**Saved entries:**
+===+

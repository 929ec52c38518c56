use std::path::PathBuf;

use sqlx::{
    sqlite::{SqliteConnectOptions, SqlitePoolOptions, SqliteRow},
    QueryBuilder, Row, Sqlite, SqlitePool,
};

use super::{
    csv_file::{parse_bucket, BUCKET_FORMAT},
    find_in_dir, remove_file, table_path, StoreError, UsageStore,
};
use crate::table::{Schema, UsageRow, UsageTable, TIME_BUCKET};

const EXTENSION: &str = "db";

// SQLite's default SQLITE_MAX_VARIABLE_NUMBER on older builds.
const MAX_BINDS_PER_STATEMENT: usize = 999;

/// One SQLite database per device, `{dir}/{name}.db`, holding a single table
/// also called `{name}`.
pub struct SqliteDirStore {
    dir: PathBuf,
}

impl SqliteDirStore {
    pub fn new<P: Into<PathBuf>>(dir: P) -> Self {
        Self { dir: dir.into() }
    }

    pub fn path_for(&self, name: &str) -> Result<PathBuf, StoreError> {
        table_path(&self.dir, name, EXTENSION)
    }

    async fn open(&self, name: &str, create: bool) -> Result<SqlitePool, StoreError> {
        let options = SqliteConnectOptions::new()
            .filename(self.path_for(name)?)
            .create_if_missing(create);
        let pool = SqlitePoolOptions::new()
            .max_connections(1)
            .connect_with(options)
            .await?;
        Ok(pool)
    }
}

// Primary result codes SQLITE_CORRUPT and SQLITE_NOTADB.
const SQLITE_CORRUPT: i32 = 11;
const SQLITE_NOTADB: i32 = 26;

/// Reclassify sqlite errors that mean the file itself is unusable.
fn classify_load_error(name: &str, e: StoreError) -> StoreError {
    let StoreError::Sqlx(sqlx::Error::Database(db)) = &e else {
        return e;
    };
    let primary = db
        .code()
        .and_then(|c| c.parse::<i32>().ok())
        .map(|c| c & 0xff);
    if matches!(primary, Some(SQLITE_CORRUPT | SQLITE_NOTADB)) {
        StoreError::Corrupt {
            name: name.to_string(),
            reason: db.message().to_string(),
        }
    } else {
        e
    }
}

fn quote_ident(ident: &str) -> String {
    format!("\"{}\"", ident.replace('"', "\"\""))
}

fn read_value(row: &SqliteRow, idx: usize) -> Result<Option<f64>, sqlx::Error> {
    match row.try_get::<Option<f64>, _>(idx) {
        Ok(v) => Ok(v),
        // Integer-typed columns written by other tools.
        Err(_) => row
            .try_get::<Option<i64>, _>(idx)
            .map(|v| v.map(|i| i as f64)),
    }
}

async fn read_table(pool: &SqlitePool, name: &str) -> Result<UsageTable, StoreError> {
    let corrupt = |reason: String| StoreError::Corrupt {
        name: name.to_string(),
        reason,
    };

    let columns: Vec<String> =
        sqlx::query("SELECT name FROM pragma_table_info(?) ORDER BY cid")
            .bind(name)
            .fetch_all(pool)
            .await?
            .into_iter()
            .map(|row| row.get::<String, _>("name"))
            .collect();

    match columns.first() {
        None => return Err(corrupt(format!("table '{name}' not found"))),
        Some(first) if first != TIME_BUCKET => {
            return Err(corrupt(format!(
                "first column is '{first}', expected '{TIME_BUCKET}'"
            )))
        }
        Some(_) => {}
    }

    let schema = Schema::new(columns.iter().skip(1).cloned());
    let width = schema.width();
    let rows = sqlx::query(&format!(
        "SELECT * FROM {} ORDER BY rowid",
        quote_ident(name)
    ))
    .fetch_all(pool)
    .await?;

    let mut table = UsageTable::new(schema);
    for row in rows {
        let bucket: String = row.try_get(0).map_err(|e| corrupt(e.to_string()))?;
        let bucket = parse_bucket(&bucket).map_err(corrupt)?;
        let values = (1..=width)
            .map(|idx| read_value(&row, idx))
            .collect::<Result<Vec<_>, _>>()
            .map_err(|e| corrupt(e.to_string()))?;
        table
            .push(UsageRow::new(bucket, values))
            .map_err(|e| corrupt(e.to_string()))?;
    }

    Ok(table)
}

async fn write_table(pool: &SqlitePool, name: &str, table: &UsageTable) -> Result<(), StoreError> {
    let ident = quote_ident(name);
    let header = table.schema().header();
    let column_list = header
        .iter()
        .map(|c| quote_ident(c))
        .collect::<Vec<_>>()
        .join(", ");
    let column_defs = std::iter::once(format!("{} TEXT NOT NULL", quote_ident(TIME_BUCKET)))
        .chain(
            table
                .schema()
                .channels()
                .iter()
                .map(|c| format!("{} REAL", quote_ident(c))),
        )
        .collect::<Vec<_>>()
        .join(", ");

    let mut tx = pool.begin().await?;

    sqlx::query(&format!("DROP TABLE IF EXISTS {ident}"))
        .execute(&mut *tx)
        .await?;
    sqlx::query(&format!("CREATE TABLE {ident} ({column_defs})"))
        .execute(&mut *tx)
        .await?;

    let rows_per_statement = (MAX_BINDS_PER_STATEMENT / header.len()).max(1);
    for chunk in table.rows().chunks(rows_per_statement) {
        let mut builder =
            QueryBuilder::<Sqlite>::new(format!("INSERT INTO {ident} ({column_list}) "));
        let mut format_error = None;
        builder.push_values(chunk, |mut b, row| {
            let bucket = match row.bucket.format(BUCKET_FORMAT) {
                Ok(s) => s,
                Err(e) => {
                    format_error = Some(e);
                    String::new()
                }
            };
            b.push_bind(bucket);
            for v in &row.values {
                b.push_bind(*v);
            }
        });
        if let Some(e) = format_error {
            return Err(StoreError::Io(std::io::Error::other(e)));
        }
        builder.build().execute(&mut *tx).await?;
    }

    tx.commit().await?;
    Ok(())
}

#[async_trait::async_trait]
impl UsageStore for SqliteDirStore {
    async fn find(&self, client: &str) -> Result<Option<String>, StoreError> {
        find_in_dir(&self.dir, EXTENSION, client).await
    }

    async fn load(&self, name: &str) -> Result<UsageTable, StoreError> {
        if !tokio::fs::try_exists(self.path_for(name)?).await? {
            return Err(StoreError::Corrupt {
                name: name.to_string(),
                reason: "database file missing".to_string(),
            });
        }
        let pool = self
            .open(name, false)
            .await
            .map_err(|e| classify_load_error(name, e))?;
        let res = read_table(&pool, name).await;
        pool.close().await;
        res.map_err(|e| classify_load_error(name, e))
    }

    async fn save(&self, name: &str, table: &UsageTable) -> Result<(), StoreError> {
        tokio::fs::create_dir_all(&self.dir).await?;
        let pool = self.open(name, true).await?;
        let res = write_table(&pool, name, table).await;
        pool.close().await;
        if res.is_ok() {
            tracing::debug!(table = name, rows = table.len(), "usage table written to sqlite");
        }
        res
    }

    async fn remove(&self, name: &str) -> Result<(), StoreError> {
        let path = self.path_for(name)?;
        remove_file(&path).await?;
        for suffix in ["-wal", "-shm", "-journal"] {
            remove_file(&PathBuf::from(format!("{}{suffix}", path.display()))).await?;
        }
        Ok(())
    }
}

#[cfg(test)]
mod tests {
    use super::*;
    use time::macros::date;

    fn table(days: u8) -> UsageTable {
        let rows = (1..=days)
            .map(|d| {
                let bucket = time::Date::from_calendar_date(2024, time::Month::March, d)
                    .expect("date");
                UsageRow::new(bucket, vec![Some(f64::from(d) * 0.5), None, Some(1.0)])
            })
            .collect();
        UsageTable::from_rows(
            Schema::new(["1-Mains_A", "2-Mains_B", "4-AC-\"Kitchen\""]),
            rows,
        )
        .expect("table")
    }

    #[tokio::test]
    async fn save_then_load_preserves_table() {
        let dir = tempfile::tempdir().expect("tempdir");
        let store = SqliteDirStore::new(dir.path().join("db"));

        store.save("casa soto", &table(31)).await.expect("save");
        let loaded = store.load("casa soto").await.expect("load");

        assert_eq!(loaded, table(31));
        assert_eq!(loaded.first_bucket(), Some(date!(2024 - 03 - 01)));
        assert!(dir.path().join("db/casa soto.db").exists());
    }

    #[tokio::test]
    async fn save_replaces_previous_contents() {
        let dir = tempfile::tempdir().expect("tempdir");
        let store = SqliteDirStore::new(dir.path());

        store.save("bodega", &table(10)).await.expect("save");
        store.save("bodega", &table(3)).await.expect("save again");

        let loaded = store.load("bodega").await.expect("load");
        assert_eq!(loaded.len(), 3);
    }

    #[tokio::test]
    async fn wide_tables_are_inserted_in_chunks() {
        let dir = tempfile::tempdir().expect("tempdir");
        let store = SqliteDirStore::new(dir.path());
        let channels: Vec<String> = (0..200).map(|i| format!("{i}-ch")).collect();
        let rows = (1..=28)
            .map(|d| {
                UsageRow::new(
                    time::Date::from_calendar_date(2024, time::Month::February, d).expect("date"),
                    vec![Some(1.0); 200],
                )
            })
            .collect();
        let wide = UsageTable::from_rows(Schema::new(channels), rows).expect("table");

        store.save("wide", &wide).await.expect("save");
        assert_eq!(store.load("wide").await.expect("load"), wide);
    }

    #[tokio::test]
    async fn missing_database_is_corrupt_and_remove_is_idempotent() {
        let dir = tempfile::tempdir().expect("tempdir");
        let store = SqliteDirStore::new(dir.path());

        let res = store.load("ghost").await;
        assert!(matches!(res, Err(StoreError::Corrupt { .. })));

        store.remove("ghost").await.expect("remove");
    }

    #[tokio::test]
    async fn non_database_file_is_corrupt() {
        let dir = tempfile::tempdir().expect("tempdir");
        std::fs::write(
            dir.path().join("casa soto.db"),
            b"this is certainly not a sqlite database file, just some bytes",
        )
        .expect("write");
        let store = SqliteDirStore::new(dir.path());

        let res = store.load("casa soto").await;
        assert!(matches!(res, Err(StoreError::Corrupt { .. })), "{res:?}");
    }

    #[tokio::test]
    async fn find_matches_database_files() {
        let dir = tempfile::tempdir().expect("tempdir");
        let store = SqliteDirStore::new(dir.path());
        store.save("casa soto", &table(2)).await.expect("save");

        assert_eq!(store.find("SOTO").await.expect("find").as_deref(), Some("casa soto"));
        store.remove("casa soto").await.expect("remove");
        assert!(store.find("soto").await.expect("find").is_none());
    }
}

+===+

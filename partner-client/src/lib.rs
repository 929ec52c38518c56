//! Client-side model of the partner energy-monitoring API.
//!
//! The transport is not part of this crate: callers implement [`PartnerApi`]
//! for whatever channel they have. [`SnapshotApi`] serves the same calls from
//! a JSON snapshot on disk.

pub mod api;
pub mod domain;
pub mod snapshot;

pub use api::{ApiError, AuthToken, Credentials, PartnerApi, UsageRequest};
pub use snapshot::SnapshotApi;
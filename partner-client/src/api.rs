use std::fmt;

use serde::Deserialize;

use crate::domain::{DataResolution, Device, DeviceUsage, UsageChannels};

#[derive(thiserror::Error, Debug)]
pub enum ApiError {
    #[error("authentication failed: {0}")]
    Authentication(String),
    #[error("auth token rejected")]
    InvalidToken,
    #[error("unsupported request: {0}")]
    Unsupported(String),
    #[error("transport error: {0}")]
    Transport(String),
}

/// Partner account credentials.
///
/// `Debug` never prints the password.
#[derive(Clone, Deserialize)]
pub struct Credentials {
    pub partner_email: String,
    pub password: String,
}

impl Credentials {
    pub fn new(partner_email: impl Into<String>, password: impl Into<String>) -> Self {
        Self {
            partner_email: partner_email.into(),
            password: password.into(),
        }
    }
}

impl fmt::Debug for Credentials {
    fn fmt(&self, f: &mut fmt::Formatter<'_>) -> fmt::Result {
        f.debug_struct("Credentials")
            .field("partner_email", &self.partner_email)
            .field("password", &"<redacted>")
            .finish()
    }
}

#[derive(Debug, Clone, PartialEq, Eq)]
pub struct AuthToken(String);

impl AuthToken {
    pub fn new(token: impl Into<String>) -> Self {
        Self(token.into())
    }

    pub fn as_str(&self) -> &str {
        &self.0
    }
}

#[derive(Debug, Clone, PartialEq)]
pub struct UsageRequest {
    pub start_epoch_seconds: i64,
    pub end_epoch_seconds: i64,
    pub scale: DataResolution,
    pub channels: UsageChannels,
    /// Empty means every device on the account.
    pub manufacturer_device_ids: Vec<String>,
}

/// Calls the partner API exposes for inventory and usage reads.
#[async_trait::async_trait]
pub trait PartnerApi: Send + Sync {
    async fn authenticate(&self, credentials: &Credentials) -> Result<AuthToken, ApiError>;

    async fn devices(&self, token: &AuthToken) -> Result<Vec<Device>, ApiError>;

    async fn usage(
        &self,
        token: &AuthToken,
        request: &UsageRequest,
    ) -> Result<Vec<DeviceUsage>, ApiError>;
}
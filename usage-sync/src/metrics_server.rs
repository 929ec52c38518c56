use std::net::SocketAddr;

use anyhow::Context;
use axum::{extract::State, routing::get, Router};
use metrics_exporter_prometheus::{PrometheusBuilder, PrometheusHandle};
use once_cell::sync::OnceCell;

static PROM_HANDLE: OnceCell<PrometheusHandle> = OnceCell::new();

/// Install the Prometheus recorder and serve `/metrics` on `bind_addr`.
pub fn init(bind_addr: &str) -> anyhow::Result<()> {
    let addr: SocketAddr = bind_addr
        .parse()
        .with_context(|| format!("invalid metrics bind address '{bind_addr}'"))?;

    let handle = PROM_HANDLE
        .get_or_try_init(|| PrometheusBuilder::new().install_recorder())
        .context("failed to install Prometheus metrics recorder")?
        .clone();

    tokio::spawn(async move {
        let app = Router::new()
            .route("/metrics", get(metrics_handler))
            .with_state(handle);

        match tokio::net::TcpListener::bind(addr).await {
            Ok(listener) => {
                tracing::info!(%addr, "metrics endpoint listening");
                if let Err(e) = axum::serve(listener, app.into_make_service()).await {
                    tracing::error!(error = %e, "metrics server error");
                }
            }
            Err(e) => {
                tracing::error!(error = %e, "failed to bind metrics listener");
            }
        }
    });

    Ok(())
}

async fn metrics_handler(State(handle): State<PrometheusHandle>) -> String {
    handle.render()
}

+===+

**Task prompt:**
Go through the entries above and copy out every line that includes the word "return".

**Response to this task:**
        return e;
        None => return Err(corrupt(format!("table '{name}' not found"))),
            return Err(corrupt(format!(
            return Err(StoreError::Io(std::io::Error::other(e)));
            return Err(StoreError::Corrupt {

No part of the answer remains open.